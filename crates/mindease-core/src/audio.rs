//! Audio and speech cues for breathing sessions.
//!
//! The actual sound output lives behind [`CuePlayer`]. [`BreathingAudio`]
//! decides what to play and when, honors the persisted sound flag, and never
//! lets a player failure reach the caller.

use std::rc::Rc;

use serde::{Deserialize, Serialize};

use crate::breathing::PhaseName;
use crate::storage::{KeyValueStore, SOUND_KEY};

#[derive(Debug, Clone, Copy, PartialEq, Eq, Serialize, Deserialize)]
#[serde(rename_all = "lowercase")]
pub enum Waveform {
    Sine,
    Square,
    Triangle,
    Sawtooth,
}

/// A tone request: fade in over 50 ms, hold, fade out over the last 100 ms.
#[derive(Debug, Clone, Copy, PartialEq, Serialize, Deserialize)]
pub struct Tone {
    pub frequency_hz: f32,
    pub duration_ms: u32,
    pub waveform: Waveform,
    pub volume: f32,
}

/// A spoken phrase. Starting a new utterance cancels the previous one.
#[derive(Debug, Clone, PartialEq, Serialize, Deserialize)]
pub struct Utterance {
    pub text: String,
    pub rate: f32,
    pub pitch: f32,
    pub volume: f32,
}

/// Output device for tones and speech.
pub trait CuePlayer {
    type Error: std::fmt::Display;

    fn play_tone(&mut self, tone: &Tone) -> Result<(), Self::Error>;
    fn speak(&mut self, utterance: &Utterance) -> Result<(), Self::Error>;
}

/// Chime played when a session starts.
pub const START_CHIME: Tone = Tone {
    frequency_hz: 600.0,
    duration_ms: 150,
    waveform: Waveform::Sine,
    volume: 1.0,
};

/// Spoken cue for a phase; Hold is silent.
pub fn phase_utterance(phase: PhaseName) -> Option<Utterance> {
    let pitch = match phase {
        PhaseName::Inhale => 1.0,
        PhaseName::Exhale => 0.9,
        PhaseName::Hold => return None,
    };
    Some(Utterance {
        text: phase.label().to_string(),
        rate: 0.9,
        pitch,
        volume: 0.8,
    })
}

/// Persisted sound on/off flag.
///
/// Enabled unless the stored value is exactly `"false"`.
pub struct SoundSettings {
    store: Rc<dyn KeyValueStore>,
    enabled: bool,
}

impl SoundSettings {
    pub fn load(store: Rc<dyn KeyValueStore>, default_enabled: bool) -> Self {
        let enabled = match store.get(SOUND_KEY) {
            Ok(Some(value)) => value != "false",
            Ok(None) => default_enabled,
            Err(e) => {
                tracing::warn!("could not read sound flag: {e}");
                default_enabled
            }
        };
        Self { store, enabled }
    }

    pub fn enabled(&self) -> bool {
        self.enabled
    }

    /// Flip the flag and persist it. Returns the new value.
    pub fn toggle(&mut self) -> bool {
        self.enabled = !self.enabled;
        let value = if self.enabled { "true" } else { "false" };
        if let Err(e) = self.store.set(SOUND_KEY, value) {
            tracing::warn!("could not persist sound flag: {e}");
        }
        self.enabled
    }
}

pub struct BreathingAudio<P> {
    settings: SoundSettings,
    player: P,
}

impl<P: CuePlayer> BreathingAudio<P> {
    pub fn new(settings: SoundSettings, player: P) -> Self {
        Self { settings, player }
    }

    pub fn sound_enabled(&self) -> bool {
        self.settings.enabled()
    }

    pub fn toggle_sound(&mut self) -> bool {
        self.settings.toggle()
    }

    pub fn player(&self) -> &P {
        &self.player
    }

    pub fn start_chime(&mut self) {
        if !self.settings.enabled() {
            return;
        }
        if let Err(e) = self.player.play_tone(&START_CHIME) {
            tracing::warn!("start chime failed: {e}");
        }
    }

    pub fn phase_cue(&mut self, phase: PhaseName) {
        if !self.settings.enabled() {
            return;
        }
        let Some(utterance) = phase_utterance(phase) else {
            return;
        };
        if let Err(e) = self.player.speak(&utterance) {
            tracing::warn!(phase = %phase, "speech cue failed: {e}");
        }
    }
}

/// Player that discards everything.
#[derive(Debug, Clone, Copy, Default)]
pub struct SilentPlayer;

impl CuePlayer for SilentPlayer {
    type Error = std::convert::Infallible;

    fn play_tone(&mut self, _tone: &Tone) -> Result<(), Self::Error> {
        Ok(())
    }

    fn speak(&mut self, _utterance: &Utterance) -> Result<(), Self::Error> {
        Ok(())
    }
}

#[cfg(test)]
mod tests {
    use super::*;
    use crate::storage::MemoryStore;

    #[derive(Default)]
    struct RecordingPlayer {
        tones: Vec<Tone>,
        spoken: Vec<String>,
        fail: bool,
    }

    impl CuePlayer for RecordingPlayer {
        type Error = String;

        fn play_tone(&mut self, tone: &Tone) -> Result<(), Self::Error> {
            if self.fail {
                return Err("no audio device".into());
            }
            self.tones.push(*tone);
            Ok(())
        }

        fn speak(&mut self, utterance: &Utterance) -> Result<(), Self::Error> {
            if self.fail {
                return Err("speech unavailable".into());
            }
            self.spoken.push(utterance.text.clone());
            Ok(())
        }
    }

    fn audio(entries: &[(&str, &str)]) -> BreathingAudio<RecordingPlayer> {
        let kv = Rc::new(MemoryStore::with_entries(entries.iter().copied()));
        BreathingAudio::new(SoundSettings::load(kv, true), RecordingPlayer::default())
    }

    #[test]
    fn sound_defaults_to_enabled() {
        assert!(audio(&[]).sound_enabled());
        assert!(audio(&[(SOUND_KEY, "true")]).sound_enabled());
        assert!(audio(&[(SOUND_KEY, "garbage")]).sound_enabled());
        assert!(!audio(&[(SOUND_KEY, "false")]).sound_enabled());
    }

    #[test]
    fn toggle_persists_flag() {
        let kv = Rc::new(MemoryStore::new());
        let mut settings = SoundSettings::load(kv.clone(), true);
        assert!(!settings.toggle());
        assert_eq!(kv.get(SOUND_KEY).unwrap().as_deref(), Some("false"));
        assert!(settings.toggle());
        assert_eq!(kv.get(SOUND_KEY).unwrap().as_deref(), Some("true"));
    }

    #[test]
    fn cues_only_inhale_and_exhale() {
        let mut a = audio(&[]);
        a.start_chime();
        a.phase_cue(PhaseName::Inhale);
        a.phase_cue(PhaseName::Hold);
        a.phase_cue(PhaseName::Exhale);
        assert_eq!(a.player().tones, vec![START_CHIME]);
        assert_eq!(a.player().spoken, vec!["Inhale", "Exhale"]);
    }

    #[test]
    fn disabled_sound_is_silent() {
        let mut a = audio(&[(SOUND_KEY, "false")]);
        a.start_chime();
        a.phase_cue(PhaseName::Inhale);
        assert!(a.player().tones.is_empty());
        assert!(a.player().spoken.is_empty());
    }

    #[test]
    fn player_failures_are_swallowed() {
        let kv = Rc::new(MemoryStore::new());
        let mut a = BreathingAudio::new(
            SoundSettings::load(kv, true),
            RecordingPlayer {
                fail: true,
                ..Default::default()
            },
        );
        a.start_chime();
        a.phase_cue(PhaseName::Exhale);
        assert!(a.sound_enabled());
    }

    #[test]
    fn exhale_is_spoken_lower() {
        let inhale = phase_utterance(PhaseName::Inhale).unwrap();
        let exhale = phase_utterance(PhaseName::Exhale).unwrap();
        assert!(exhale.pitch < inhale.pitch);
        assert!(phase_utterance(PhaseName::Hold).is_none());
    }
}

######

**What is needed:**
The records above should be repeated in full, exactly as given.

**Result of the task:**
filename crates/mindease-core/src/audio.rs
//! Audio and speech cues for breathing sessions.
//!
//! The actual sound output lives behind [`CuePlayer`]. [`BreathingAudio`]
//! decides what to play and when, honors the persisted sound flag, and never
//! lets a player failure reach the caller.

use std::rc::Rc;

use serde::{Deserialize, Serialize};

use crate::breathing::PhaseName;
use crate::storage::{KeyValueStore, SOUND_KEY};

#[derive(Debug, Clone, Copy, PartialEq, Eq, Serialize, Deserialize)]
#[serde(rename_all = "lowercase")]
pub enum Waveform {
    Sine,
    Square,
    Triangle,
    Sawtooth,
}

/// A tone request: fade in over 50 ms, hold, fade out over the last 100 ms.
#[derive(Debug, Clone, Copy, PartialEq, Serialize, Deserialize)]
pub struct Tone {
    pub frequency_hz: f32,
    pub duration_ms: u32,
    pub waveform: Waveform,
    pub volume: f32,
}

/// A spoken phrase. Starting a new utterance cancels the previous one.
#[derive(Debug, Clone, PartialEq, Serialize, Deserialize)]
pub struct Utterance {
    pub text: String,
    pub rate: f32,
    pub pitch: f32,
    pub volume: f32,
}

/// Output device for tones and speech.
pub trait CuePlayer {
    type Error: std::fmt::Display;

    fn play_tone(&mut self, tone: &Tone) -> Result<(), Self::Error>;
    fn speak(&mut self, utterance: &Utterance) -> Result<(), Self::Error>;
}

/// Chime played when a session starts.
pub const START_CHIME: Tone = Tone {
    frequency_hz: 600.0,
    duration_ms: 150,
    waveform: Waveform::Sine,
    volume: 1.0,
};

/// Spoken cue for a phase; Hold is silent.
pub fn phase_utterance(phase: PhaseName) -> Option<Utterance> {
    let pitch = match phase {
        PhaseName::Inhale => 1.0,
        PhaseName::Exhale => 0.9,
        PhaseName::Hold => return None,
    };
    Some(Utterance {
        text: phase.label().to_string(),
        rate: 0.9,
        pitch,
        volume: 0.8,
    })
}

/// Persisted sound on/off flag.
///
/// Enabled unless the stored value is exactly `"false"`.
pub struct SoundSettings {
    store: Rc<dyn KeyValueStore>,
    enabled: bool,
}

impl SoundSettings {
    pub fn load(store: Rc<dyn KeyValueStore>, default_enabled: bool) -> Self {
        let enabled = match store.get(SOUND_KEY) {
            Ok(Some(value)) => value != "false",
            Ok(None) => default_enabled,
            Err(e) => {
                tracing::warn!("could not read sound flag: {e}");
                default_enabled
            }
        };
        Self { store, enabled }
    }

    pub fn enabled(&self) -> bool {
        self.enabled
    }

    /// Flip the flag and persist it. Returns the new value.
    pub fn toggle(&mut self) -> bool {
        self.enabled = !self.enabled;
        let value = if self.enabled { "true" } else { "false" };
        if let Err(e) = self.store.set(SOUND_KEY, value) {
            tracing::warn!("could not persist sound flag: {e}");
        }
        self.enabled
    }
}

pub struct BreathingAudio<P> {
    settings: SoundSettings,
    player: P,
}

impl<P: CuePlayer> BreathingAudio<P> {
    pub fn new(settings: SoundSettings, player: P) -> Self {
        Self { settings, player }
    }

    pub fn sound_enabled(&self) -> bool {
        self.settings.enabled()
    }

    pub fn toggle_sound(&mut self) -> bool {
        self.settings.toggle()
    }

    pub fn player(&self) -> &P {
        &self.player
    }

    pub fn start_chime(&mut self) {
        if !self.settings.enabled() {
            return;
        }
        if let Err(e) = self.player.play_tone(&START_CHIME) {
            tracing::warn!("start chime failed: {e}");
        }
    }

    pub fn phase_cue(&mut self, phase: PhaseName) {
        if !self.settings.enabled() {
            return;
        }
        let Some(utterance) = phase_utterance(phase) else {
            return;
        };
        if let Err(e) = self.player.speak(&utterance) {
            tracing::warn!(phase = %phase, "speech cue failed: {e}");
        }
    }
}

/// Player that discards everything.
#[derive(Debug, Clone, Copy, Default)]
pub struct SilentPlayer;

impl CuePlayer for SilentPlayer {
    type Error = std::convert::Infallible;

    fn play_tone(&mut self, _tone: &Tone) -> Result<(), Self::Error> {
        Ok(())
    }

    fn speak(&mut self, _utterance: &Utterance) -> Result<(), Self::Error> {
        Ok(())
    }
}

#[cfg(test)]
mod tests {
    use super::*;
    use crate::storage::MemoryStore;

    #[derive(Default)]
    struct RecordingPlayer {
        tones: Vec<Tone>,
        spoken: Vec<String>,
        fail: bool,
    }

    impl CuePlayer for RecordingPlayer {
        type Error = String;

        fn play_tone(&mut self, tone: &Tone) -> Result<(), Self::Error> {
            if self.fail {
                return Err("no audio device".into());
            }
            self.tones.push(*tone);
            Ok(())
        }

        fn speak(&mut self, utterance: &Utterance) -> Result<(), Self::Error> {
            if self.fail {
                return Err("speech unavailable".into());
            }
            self.spoken.push(utterance.text.clone());
            Ok(())
        }
    }

    fn audio(entries: &[(&str, &str)]) -> BreathingAudio<RecordingPlayer> {
        let kv = Rc::new(MemoryStore::with_entries(entries.iter().copied()));
        BreathingAudio::new(SoundSettings::load(kv, true), RecordingPlayer::default())
    }

    #[test]
    fn sound_defaults_to_enabled() {
        assert!(audio(&[]).sound_enabled());
        assert!(audio(&[(SOUND_KEY, "true")]).sound_enabled());
        assert!(audio(&[(SOUND_KEY, "garbage")]).sound_enabled());
        assert!(!audio(&[(SOUND_KEY, "false")]).sound_enabled());
    }

    #[test]
    fn toggle_persists_flag() {
        let kv = Rc::new(MemoryStore::new());
        let mut settings = SoundSettings::load(kv.clone(), true);
        assert!(!settings.toggle());
        assert_eq!(kv.get(SOUND_KEY).unwrap().as_deref(), Some("false"));
        assert!(settings.toggle());
        assert_eq!(kv.get(SOUND_KEY).unwrap().as_deref(), Some("true"));
    }

    #[test]
    fn cues_only_inhale_and_exhale() {
        let mut a = audio(&[]);
        a.start_chime();
        a.phase_cue(PhaseName::Inhale);
        a.phase_cue(PhaseName::Hold);
        a.phase_cue(PhaseName::Exhale);
        assert_eq!(a.player().tones, vec![START_CHIME]);
        assert_eq!(a.player().spoken, vec!["Inhale", "Exhale"]);
    }

    #[test]
    fn disabled_sound_is_silent() {
        let mut a = audio(&[(SOUND_KEY, "false")]);
        a.start_chime();
        a.phase_cue(PhaseName::Inhale);
        assert!(a.player().tones.is_empty());
        assert!(a.player().spoken.is_empty());
    }

    #[test]
    fn player_failures_are_swallowed() {
        let kv = Rc::new(MemoryStore::new());
        let mut a = BreathingAudio::new(
            SoundSettings::load(kv, true),
            RecordingPlayer {
                fail: true,
                ..Default::default()
            },
        );
        a.start_chime();
        a.phase_cue(PhaseName::Exhale);
        assert!(a.sound_enabled());
    }

    #[test]
    fn exhale_is_spoken_lower() {
        let inhale = phase_utterance(PhaseName::Inhale).unwrap();
        let exhale = phase_utterance(PhaseName::Exhale).unwrap();
        assert!(exhale.pitch < inhale.pitch);
        assert!(phase_utterance(PhaseName::Hold).is_none());
    }
}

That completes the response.